About Time – Paul Davies – Science – 1995 – 9 of 10

As with most books on the physics of time this was a complicated and thought provoking read. Davies makes most of the material accessible to the layman but even avoiding most of the math the subject remains as dense as any. One of the things I love about reading on this subject is that most ideas surrounding time lead to deep philosophical implications. Davies covers not only ideas about time that held up but also covers many trains of thought that were ultimately proven false, giving a well-rounded picture of the evolution of ideas concerning the nature of time. A most interesting aspect of this book (while a bit dated) is that we have little consensus on the true nature of time, we simply cannot answers if time is truly an external process or if it is a completely subjective phenomenon, or some hybrid of the two. I have read many books on the subject of time and they all leave me pondering the true nature of our existence for many months to come, I know that this book will be no exception. Highly recommended for those who enjoy the philosophical implications of physics.
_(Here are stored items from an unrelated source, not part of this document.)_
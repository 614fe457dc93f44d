use serde::{Deserialize, Serialize};

/// 源库列类型描述
///
/// `raw` 保留适配器拿到的原始文本，其余字段是从中拆出的结构化信息，
/// 供类型映射使用。解析不做任何语义解释。
#[derive(Debug, Clone, PartialEq, Eq, Serialize, Deserialize, Default)]
pub struct SourceType {
    pub raw: String,
    /// 小写、去掉修饰后的类型名，如 `varchar`、`timestamp with time zone`
    pub name: String,
    #[serde(skip_serializing_if = "Option::is_none")]
    pub length: Option<u64>,
    #[serde(skip_serializing_if = "Option::is_none")]
    pub precision: Option<u32>,
    #[serde(skip_serializing_if = "Option::is_none")]
    pub scale: Option<u32>,
    /// ENUM / SET 的取值
    #[serde(skip_serializing_if = "Vec::is_empty", default)]
    pub values: Vec<String>,
    #[serde(default)]
    pub unsigned: bool,
    #[serde(default)]
    pub array: bool,
    /// MSSQL `(max)` 长度
    #[serde(default)]
    pub max: bool,
}

/// 括号内数字表示长度的类型
const LENGTH_TYPES: &[&str] = &[
    "char",
    "varchar",
    "nchar",
    "nvarchar",
    "character",
    "character varying",
    "national character",
    "national character varying",
    "bpchar",
    "binary",
    "varbinary",
    "bit",
    "bit varying",
    "varbit",
    "tinyint",
    "smallint",
    "mediumint",
    "int",
    "integer",
    "bigint",
    "text",
    "blob",
];

/// 括号内数字表示精度/小数位的类型
const PRECISION_TYPES: &[&str] = &[
    "decimal",
    "numeric",
    "number",
    "dec",
    "fixed",
    "float",
    "double",
    "double precision",
    "real",
    "time",
    "timetz",
    "timestamp",
    "timestamptz",
    "datetime",
    "datetime2",
    "datetimeoffset",
    "time with time zone",
    "time without time zone",
    "timestamp with time zone",
    "timestamp without time zone",
    "interval",
];

impl SourceType {
    /// 从类型文本解析，如 `decimal(10,2) unsigned`、`nvarchar(max)`、`integer[]`、
    /// `enum('a','b')`、`timestamp(6) with time zone`、`[varchar](50)`
    pub fn parse(raw: &str) -> Self {
        let mut source_type = SourceType {
            raw: raw.trim().to_string(),
            ..Default::default()
        };

        let mut text = raw.trim().to_string();

        // 字符集/排序规则不属于类型本身
        let lower = text.to_lowercase();
        if let Some(cut) = [" character set ", " charset ", " collate "]
            .iter()
            .filter_map(|kw| lower.find(kw))
            .min()
        {
            text.truncate(cut);
        }

        // 数组：integer[] / _int4 以外的 ARRAY 写法
        while let Some(stripped) = text.strip_suffix("[]") {
            source_type.array = true;
            text = stripped.trim_end().to_string();
        }
        let lower_text = text.to_lowercase();
        if let Some(inner) = lower_text.strip_prefix("array<").and_then(|s| s.strip_suffix('>')) {
            source_type.array = true;
            text = inner.to_string();
        }

        // 括号参数与前后缀
        let (head, args, tail) = match text.find('(') {
            Some(open) => {
                let close = find_closing_paren(&text, open).unwrap_or(text.len());
                let args = text[open + 1..close.min(text.len())].to_string();
                let tail = if close < text.len() {
                    text[close + 1..].to_string()
                } else {
                    String::new()
                };
                (text[..open].to_string(), Some(args), tail)
            }
            None => (text.clone(), None, String::new()),
        };

        // 修饰词
        let mut words: Vec<String> = Vec::new();
        for word in format!("{head} {tail}").split_whitespace() {
            let word = word
                .trim_matches(|c| c == '[' || c == ']' || c == '"' || c == '`')
                .to_lowercase();
            match word.as_str() {
                "unsigned" => source_type.unsigned = true,
                "signed" | "zerofill" | "" => {}
                _ => words.push(word),
            }
        }
        source_type.name = words.join(" ");

        // pg_catalog.int4 之类的限定名
        if let Some((_, last)) = source_type.name.rsplit_once('.') {
            source_type.name = last.to_string();
        }

        if let Some(args) = args {
            source_type.apply_args(&args);
        }

        source_type
    }

    fn apply_args(&mut self, args: &str) {
        if matches!(self.name.as_str(), "enum" | "set") {
            self.values = split_quoted_values(args);
            return;
        }

        let parts: Vec<&str> = args.split(',').map(str::trim).collect();
        if parts.len() == 1 && parts[0].eq_ignore_ascii_case("max") {
            self.max = true;
            return;
        }

        let numbers: Vec<Option<u64>> = parts.iter().map(|p| p.parse::<u64>().ok()).collect();
        let name = self.name.as_str();
        match numbers.as_slice() {
            [Some(n)] if LENGTH_TYPES.contains(&name) => self.length = Some(*n),
            [Some(n)] if PRECISION_TYPES.contains(&name) => self.precision = u32::try_from(*n).ok(),
            [Some(n)] => self.length = Some(*n),
            [Some(p), Some(s)] => {
                self.precision = u32::try_from(*p).ok();
                self.scale = u32::try_from(*s).ok();
            }
            _ => {}
        }
    }

    /// 是否带有可判断的声明长度
    pub fn declared_length(&self) -> Option<u64> {
        if self.max { None } else { self.length }
    }
}

fn find_closing_paren(text: &str, open: usize) -> Option<usize> {
    let mut depth = 0usize;
    let mut in_quote = false;
    for (idx, ch) in text.char_indices().skip_while(|(i, _)| *i < open) {
        match ch {
            '\'' => in_quote = !in_quote,
            '(' if !in_quote => depth += 1,
            ')' if !in_quote => {
                depth = depth.saturating_sub(1);
                if depth == 0 {
                    return Some(idx);
                }
            }
            _ => {}
        }
    }
    None
}

/// 拆分 `'a','b''c'` 形式的取值列表
fn split_quoted_values(args: &str) -> Vec<String> {
    let mut values = Vec::new();
    let mut current = String::new();
    let mut in_quote = false;
    let mut chars = args.chars().peekable();

    while let Some(ch) = chars.next() {
        match ch {
            '\'' if in_quote && chars.peek() == Some(&'\'') => {
                current.push('\'');
                chars.next();
            }
            '\'' => {
                if in_quote {
                    values.push(std::mem::take(&mut current));
                }
                in_quote = !in_quote;
            }
            '\\' if in_quote => {
                if let Some(next) = chars.next() {
                    current.push(next);
                }
            }
            _ if in_quote => current.push(ch),
            _ => {}
        }
    }

    values
}
use crate::config::LoggingConfig;
use crate::constants::config::LOG_FILE_ENV;
use crate::error::Result;

/// 为宿主进程（API 服务）设置日志记录系统
///
/// 库代码只使用 tracing 宏；订阅者由宿主在入口处安装。
/// RUST_LOG 优先于配置中的级别，ANALYZER_LOG_FILE 优先于配置中的文件。
pub fn setup_logging(config: &LoggingConfig) -> Result<()> {
    use tracing_subscriber::{EnvFilter, fmt};

    let env_filter =
        EnvFilter::try_from_default_env().unwrap_or_else(|_| EnvFilter::new(&config.level));

    let log_file = std::env::var(LOG_FILE_ENV).ok().or_else(|| config.file.clone());

    if let Some(log_file) = log_file {
        // 输出到文件 - 使用详细格式便于排查
        let file = std::fs::OpenOptions::new()
            .create(true)
            .append(true)
            .open(log_file)?;

        let _ = fmt()
            .with_env_filter(env_filter)
            .with_writer(std::sync::Mutex::new(file))
            .with_ansi(false)
            .with_target(true)
            .with_thread_names(true)
            .with_line_number(true)
            .try_init();
    } else {
        // 输出到 stderr - 紧凑格式
        let _ = fmt()
            .with_env_filter(env_filter)
            .with_writer(std::io::stderr)
            .with_target(false)
            .with_thread_names(false)
            .with_line_number(false)
            .compact()
            .try_init();
    }

    Ok(())
}

/// 最小化日志配置，已有全局订阅者时静默忽略
pub fn setup_minimal_logging() {
    use tracing_subscriber::{EnvFilter, fmt};

    let _ = fmt()
        .with_env_filter(EnvFilter::from_default_env())
        .with_target(false)
        .with_test_writer()
        .compact()
        .try_init();
}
68 Cantos – William Weiss – Science Fiction – 2019 – 8 of 10

An abstract and feverish tale of worldly disintegration. This book is a nonlinear narrative that takes us through post-apocalyptic wastelands and teases us with whether the war has just finished or is about to begin. If read as a novel it can feel a bit meandering but when viewed as poetry one feels, and is dragged through, what is occurring in this hellish and deteriorating world. Fans of the cut-up technique will appreciate this book. The characters are generalized, I.E. Control, Everyman, Mutants etc. – and stand for ideas rather than typical people doing things in an invented world. With moments of vivid poetry and startling imagery this book will appeal to fans strange and non-traditional stories.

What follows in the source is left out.